# Work task
Your answer should hold exactly the lines from the one with "queue.push_back(child_id);" through the final line of the data below, reproduced as written.

Stored data
========================

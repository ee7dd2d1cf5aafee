use std::collections::{HashSet, VecDeque};
use std::marker::PhantomData;

use tracing::{debug, trace};

use crate::ontology::termarena::Arena;
use crate::ontology::{Branch, GoDag};
use crate::term::internal::GoTermInternal;
use crate::term::{GoTermId, IndexPath};
use crate::{GoError, GoResult};

/// All terms can be added, but they are not connected yet
pub struct LooseCollection;
/// All terms are present, parent-child edges can be added
pub struct AllTerms;
/// Every reachable term carries its index paths and depth
pub struct Indexed;

fn transition_state<TX, TY>(builder: Builder<TX>) -> Builder<TY> {
    Builder::<TY> {
        terms: builder.terms,
        branch: builder.branch,
        root: builder.root,
        state: PhantomData,
    }
}

/// Builds a [`GoDag`] in three stages
///
/// 1. Add all terms of the branch ([`Builder::add_term`])
/// 2. Connect the terms ([`Builder::add_parent`])
/// 3. Create the index paths from the root ([`Builder::index`])
pub struct Builder<T> {
    terms: Arena,
    branch: Branch,
    root: Option<GoTermId>,
    state: PhantomData<T>,
}

impl Builder<LooseCollection> {
    pub fn new(branch: Branch) -> Builder<LooseCollection> {
        Builder::<LooseCollection> {
            terms: Arena::default(),
            branch,
            root: None,
            state: PhantomData,
        }
    }

    /// Adds a term to the DAG
    ///
    /// The term is not linked to any other term. Adding the same id twice
    /// replaces the first term.
    pub fn add_term<I: Into<GoTermId>>(&mut self, id: I, accession: &str, name: &str) -> GoTermId {
        let id = id.into();
        self.terms.insert(GoTermInternal::new(
            id,
            accession.to_string(),
            name.to_string(),
        ));
        id
    }

    #[must_use]
    pub fn terms_complete(self) -> Builder<AllTerms> {
        transition_state(self)
    }
}

impl Builder<AllTerms> {
    /// Adds a `parent -> child` edge
    ///
    /// # Errors
    ///
    /// [`GoError::DoesNotExist`] if one of the terms was not added before
    ///
    /// # Examples
    ///
    /// ```
    /// use gopredict::{Branch, GoDag};
    ///
    /// let mut builder = GoDag::builder(Branch::CellularComponent);
    /// builder.add_term(1u32, "GO:0005575", "cellular_component");
    /// builder.add_term(2u32, "GO:0000002", "Foo");
    /// let mut builder = builder.terms_complete();
    ///
    /// builder.add_parent(1u32, 2u32).unwrap();
    /// assert!(builder.add_parent(1u32, 3u32).is_err());
    /// ```
    pub fn add_parent<I: Into<GoTermId>, J: Into<GoTermId>>(
        &mut self,
        parent_id: I,
        child_id: J,
    ) -> GoResult<()> {
        let parent_id = parent_id.into();
        let child_id = child_id.into();
        if !self.terms.contains(child_id) {
            return Err(GoError::DoesNotExist(child_id));
        }
        self.terms
            .get_mut(parent_id)
            .ok_or(GoError::DoesNotExist(parent_id))?
            .add_child(child_id);
        if let Some(child) = self.terms.get_mut(child_id) {
            child.add_parent(parent_id);
        }
        Ok(())
    }

    /// Creates the index paths, starting from the root of the branch
    ///
    /// The root is the term whose name equals the name of the branch,
    /// e.g. `biological_process`.
    ///
    /// # Errors
    ///
    /// - [`GoError::RootNotFound`] if no term has the name of the branch
    /// - [`GoError::InvalidInput`] if several terms have the name of the branch
    /// - [`GoError::CyclicOntology`] if the edges contain a cycle
    pub fn index(self) -> GoResult<Builder<Indexed>> {
        let name = self.branch.name();
        let mut roots = self
            .terms
            .values()
            .filter(|term| term.name() == name)
            .map(|term| *term.id());
        let root = roots
            .next()
            .ok_or_else(|| GoError::RootNotFound(name.to_string()))?;
        if let Some(other) = roots.next() {
            return Err(GoError::InvalidInput(format!(
                "several root terms named `{name}`: {root} and {other}"
            )));
        }
        self.index_from_root(root)
    }

    /// Creates the index paths, starting from an explicit root term
    ///
    /// Terms are processed in FIFO order. Every path of a processed term
    /// is extended by each of its children. A child is queued again
    /// whenever it received a new path and is not already waiting, so
    /// paths that arrive late are propagated as well.
    ///
    /// # Errors
    ///
    /// - [`GoError::DoesNotExist`] if `root` is not part of the DAG
    /// - [`GoError::CyclicOntology`] if the edges contain a cycle
    pub fn index_from_root<I: Into<GoTermId>>(mut self, root: I) -> GoResult<Builder<Indexed>> {
        let root = root.into();
        self.terms
            .get_mut(root)
            .ok_or(GoError::DoesNotExist(root))?
            .add_index_path(IndexPath::root(root));

        let mut queue = VecDeque::from([root]);
        let mut queued = HashSet::from([root]);
        let mut rounds = 0usize;

        while let Some(id) = queue.pop_front() {
            queued.remove(&id);
            rounds += 1;
            let term = self.terms.get(id).ok_or(GoError::DoesNotExist(id))?;
            let paths: Vec<IndexPath> = term.index_paths().iter().cloned().collect();
            let children: Vec<GoTermId> = term.children().iter().collect();

            for child_id in children {
                let child = self
                    .terms
                    .get_mut(child_id)
                    .ok_or(GoError::DoesNotExist(child_id))?;
                let mut updated = false;
                for path in &paths {
                    if path.contains(&child_id) {
                        return Err(GoError::CyclicOntology(child_id));
                    }
                    updated |= child.add_index_path(path.extended(child_id));
                }
                if updated && queued.insert(child_id) {
                    queue.push_back(child_id);
                }
            }
        }

        let unreachable = self
            .terms
            .values()
            .filter(|term| term.depth().is_none())
            .inspect(|term| trace!("No index path for {}", term.accession()))
            .count();
        debug!(
            "Indexed {} terms of {} from root {} in {} rounds, {} unreachable",
            self.terms.len() - unreachable,
            self.branch,
            root,
            rounds,
            unreachable
        );
        self.root = Some(root);
        Ok(transition_state(self))
    }
}

impl Builder<Indexed> {
    pub fn build(self) -> GoDag {
        // `root` is always set by `index_from_root`
        let root = self.root.unwrap_or_default();
        GoDag::new(self.terms, self.branch, root)
    }
}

========================

# Task output
                    queue.push_back(child_id);
                }
            }
        }

        let unreachable = self
            .terms
            .values()
            .filter(|term| term.depth().is_none())
            .inspect(|term| trace!("No index path for {}", term.accession()))
            .count();
        debug!(
            "Indexed {} terms of {} from root {} in {} rounds, {} unreachable",
            self.terms.len() - unreachable,
            self.branch,
            root,
            rounds,
            unreachable
        );
        self.root = Some(root);
        Ok(transition_state(self))
    }
}

impl Builder<Indexed> {
    pub fn build(self) -> GoDag {
        // `root` is always set by `index_from_root`
        let root = self.root.unwrap_or_default();
        GoDag::new(self.terms, self.branch, root)
    }
}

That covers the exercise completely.